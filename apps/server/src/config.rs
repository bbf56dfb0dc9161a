use std::{net::SocketAddr, time::Duration};

use anyhow::{anyhow, Context};
use finscore_core::scores::Dataset;

pub const APP_NAME: &str = "Financial Score API";

pub struct Config {
    pub listen_addr: SocketAddr,
    pub db_path: String,
    pub cors_allow: Vec<String>,
    pub request_timeout: Duration,
    pub sheets_api_key: String,
    pub spreadsheet_id: String,
    pub zscore_sheet: String,
    pub fscore_sheet: String,
    pub sheets_timeout: Duration,
}

impl Config {
    pub fn from_env() -> anyhow::Result<Self> {
        dotenvy::dotenv().ok();

        let listen_addr: SocketAddr = env_or("FINSCORE_LISTEN_ADDR", "0.0.0.0:8000")
            .parse()
            .context("Invalid FINSCORE_LISTEN_ADDR")?;
        let db_path = env_or("FINSCORE_DB_PATH", "./db/financial_scores.db");
        let cors_allow = env_or("FINSCORE_CORS_ALLOW_ORIGINS", "*")
            .split(',')
            .map(|s| s.trim().to_string())
            .filter(|s| !s.is_empty())
            .collect();
        let timeout_ms: u64 = env_or("FINSCORE_REQUEST_TIMEOUT_MS", "60000")
            .parse()
            .context("Invalid FINSCORE_REQUEST_TIMEOUT_MS")?;
        let sheets_timeout_secs: u64 = env_or("SHEETS_TIMEOUT_SECS", "30")
            .parse()
            .context("Invalid SHEETS_TIMEOUT_SECS")?;

        Ok(Self {
            listen_addr,
            db_path,
            cors_allow,
            request_timeout: Duration::from_millis(timeout_ms),
            sheets_api_key: required("GOOGLE_SHEETS_API_KEY")?,
            spreadsheet_id: required("SPREADSHEET_ID")?,
            zscore_sheet: env_or("ZSCORE_SHEET_NAME", Dataset::ZScore.default_sheet()),
            fscore_sheet: env_or("FSCORE_SHEET_NAME", Dataset::FScore.default_sheet()),
            sheets_timeout: Duration::from_secs(sheets_timeout_secs),
        })
    }
}

fn env_or(key: &str, default: &str) -> String {
    std::env::var(key).unwrap_or_else(|_| default.to_string())
}

fn required(key: &str) -> anyhow::Result<String> {
    std::env::var(key)
        .ok()
        .map(|v| v.trim().to_string())
        .filter(|v| !v.is_empty())
        .ok_or_else(|| anyhow!("{} must be set", key))
}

____

What you should do: Copy out every line of the listing where the word "Duration" occurs.

Exercise output:
use std::{net::SocketAddr, time::Duration};
    pub request_timeout: Duration,
    pub sheets_timeout: Duration,
            request_timeout: Duration::from_millis(timeout_ms),
            sheets_timeout: Duration::from_secs(sheets_timeout_secs),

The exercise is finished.